*SOURCE MATERIAL*:
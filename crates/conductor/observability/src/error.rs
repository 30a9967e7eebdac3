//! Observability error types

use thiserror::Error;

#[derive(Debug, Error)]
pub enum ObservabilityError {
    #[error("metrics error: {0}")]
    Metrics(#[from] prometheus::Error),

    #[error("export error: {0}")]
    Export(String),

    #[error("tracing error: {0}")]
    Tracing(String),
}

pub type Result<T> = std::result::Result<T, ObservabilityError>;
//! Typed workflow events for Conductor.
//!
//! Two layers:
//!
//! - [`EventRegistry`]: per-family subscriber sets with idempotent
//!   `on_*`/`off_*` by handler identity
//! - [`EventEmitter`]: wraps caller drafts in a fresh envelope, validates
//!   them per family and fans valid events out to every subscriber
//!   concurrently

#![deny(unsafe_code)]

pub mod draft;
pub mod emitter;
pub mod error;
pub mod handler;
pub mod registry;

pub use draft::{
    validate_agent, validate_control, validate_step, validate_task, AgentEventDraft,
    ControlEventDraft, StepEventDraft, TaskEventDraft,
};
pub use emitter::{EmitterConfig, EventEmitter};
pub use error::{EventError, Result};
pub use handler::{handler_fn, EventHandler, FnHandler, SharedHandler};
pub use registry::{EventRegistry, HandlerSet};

...

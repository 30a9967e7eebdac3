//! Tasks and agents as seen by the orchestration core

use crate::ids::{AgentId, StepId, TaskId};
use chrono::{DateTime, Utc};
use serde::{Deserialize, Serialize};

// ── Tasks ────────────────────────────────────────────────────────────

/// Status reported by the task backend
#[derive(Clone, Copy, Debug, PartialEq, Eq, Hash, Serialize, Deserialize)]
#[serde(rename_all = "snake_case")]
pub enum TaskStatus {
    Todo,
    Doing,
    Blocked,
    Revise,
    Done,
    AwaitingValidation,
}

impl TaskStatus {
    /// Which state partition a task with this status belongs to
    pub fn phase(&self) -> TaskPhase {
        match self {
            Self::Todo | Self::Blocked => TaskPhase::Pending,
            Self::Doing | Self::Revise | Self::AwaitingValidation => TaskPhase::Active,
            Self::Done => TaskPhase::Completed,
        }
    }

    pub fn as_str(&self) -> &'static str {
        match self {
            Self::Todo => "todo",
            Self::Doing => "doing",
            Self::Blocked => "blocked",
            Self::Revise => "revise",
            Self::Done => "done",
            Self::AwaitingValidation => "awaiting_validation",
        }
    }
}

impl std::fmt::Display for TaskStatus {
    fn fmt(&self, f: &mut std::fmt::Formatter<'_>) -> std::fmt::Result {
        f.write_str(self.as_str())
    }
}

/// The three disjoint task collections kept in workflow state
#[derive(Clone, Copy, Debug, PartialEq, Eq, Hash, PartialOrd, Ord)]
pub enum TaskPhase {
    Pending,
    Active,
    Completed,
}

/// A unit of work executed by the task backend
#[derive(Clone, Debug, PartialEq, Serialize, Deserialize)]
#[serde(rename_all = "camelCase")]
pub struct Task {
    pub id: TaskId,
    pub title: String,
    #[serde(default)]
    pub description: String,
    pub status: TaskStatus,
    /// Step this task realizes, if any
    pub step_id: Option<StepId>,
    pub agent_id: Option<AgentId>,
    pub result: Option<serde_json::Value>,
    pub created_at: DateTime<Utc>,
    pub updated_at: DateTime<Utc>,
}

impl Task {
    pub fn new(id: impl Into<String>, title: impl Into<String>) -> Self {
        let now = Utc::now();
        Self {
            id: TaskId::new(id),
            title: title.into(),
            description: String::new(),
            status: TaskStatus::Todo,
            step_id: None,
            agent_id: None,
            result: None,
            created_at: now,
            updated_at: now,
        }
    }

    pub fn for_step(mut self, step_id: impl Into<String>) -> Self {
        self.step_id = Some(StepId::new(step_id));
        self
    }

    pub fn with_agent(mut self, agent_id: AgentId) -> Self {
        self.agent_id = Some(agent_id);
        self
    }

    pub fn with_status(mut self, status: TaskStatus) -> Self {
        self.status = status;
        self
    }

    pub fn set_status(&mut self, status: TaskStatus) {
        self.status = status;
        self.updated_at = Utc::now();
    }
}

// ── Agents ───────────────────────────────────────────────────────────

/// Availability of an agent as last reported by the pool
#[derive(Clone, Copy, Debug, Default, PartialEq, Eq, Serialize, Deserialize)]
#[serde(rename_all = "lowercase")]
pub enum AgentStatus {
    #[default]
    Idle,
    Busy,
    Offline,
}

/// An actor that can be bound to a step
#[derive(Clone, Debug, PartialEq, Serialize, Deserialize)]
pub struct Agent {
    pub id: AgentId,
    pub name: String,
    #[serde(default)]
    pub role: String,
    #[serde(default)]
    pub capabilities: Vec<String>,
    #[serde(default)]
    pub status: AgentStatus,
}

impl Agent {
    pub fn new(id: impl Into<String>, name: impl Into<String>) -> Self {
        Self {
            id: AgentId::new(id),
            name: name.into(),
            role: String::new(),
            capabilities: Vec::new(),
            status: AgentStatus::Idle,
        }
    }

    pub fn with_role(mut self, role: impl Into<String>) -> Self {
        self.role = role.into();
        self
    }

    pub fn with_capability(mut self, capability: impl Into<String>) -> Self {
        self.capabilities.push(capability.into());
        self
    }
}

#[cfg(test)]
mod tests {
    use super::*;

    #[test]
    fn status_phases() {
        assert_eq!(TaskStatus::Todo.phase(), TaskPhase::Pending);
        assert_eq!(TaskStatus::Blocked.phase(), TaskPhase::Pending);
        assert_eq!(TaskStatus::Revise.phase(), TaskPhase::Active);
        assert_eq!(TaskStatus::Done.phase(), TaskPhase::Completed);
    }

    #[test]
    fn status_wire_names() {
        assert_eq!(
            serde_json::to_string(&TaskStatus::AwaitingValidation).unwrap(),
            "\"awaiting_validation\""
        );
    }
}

*WHAT YOU WILL DO*:
Copy back the listing above exactly, but only from the line with "filename crates/conductor/observability/src/error.rs" through the line with "pub mod error;", both ends included.

*RESPONSE TO THE TASK*:
filename crates/conductor/observability/src/error.rs
repository 30a9967e7eebdac3
//! Observability error types

use thiserror::Error;

#[derive(Debug, Error)]
pub enum ObservabilityError {
    #[error("metrics error: {0}")]
    Metrics(#[from] prometheus::Error),

    #[error("export error: {0}")]
    Export(String),

    #[error("tracing error: {0}")]
    Tracing(String),
}

pub type Result<T> = std::result::Result<T, ObservabilityError>;
//! Typed workflow events for Conductor.
//!
//! Two layers:
//!
//! - [`EventRegistry`]: per-family subscriber sets with idempotent
//!   `on_*`/`off_*` by handler identity
//! - [`EventEmitter`]: wraps caller drafts in a fresh envelope, validates
//!   them per family and fans valid events out to every subscriber
//!   concurrently

#![deny(unsafe_code)]

pub mod draft;
pub mod emitter;
pub mod error;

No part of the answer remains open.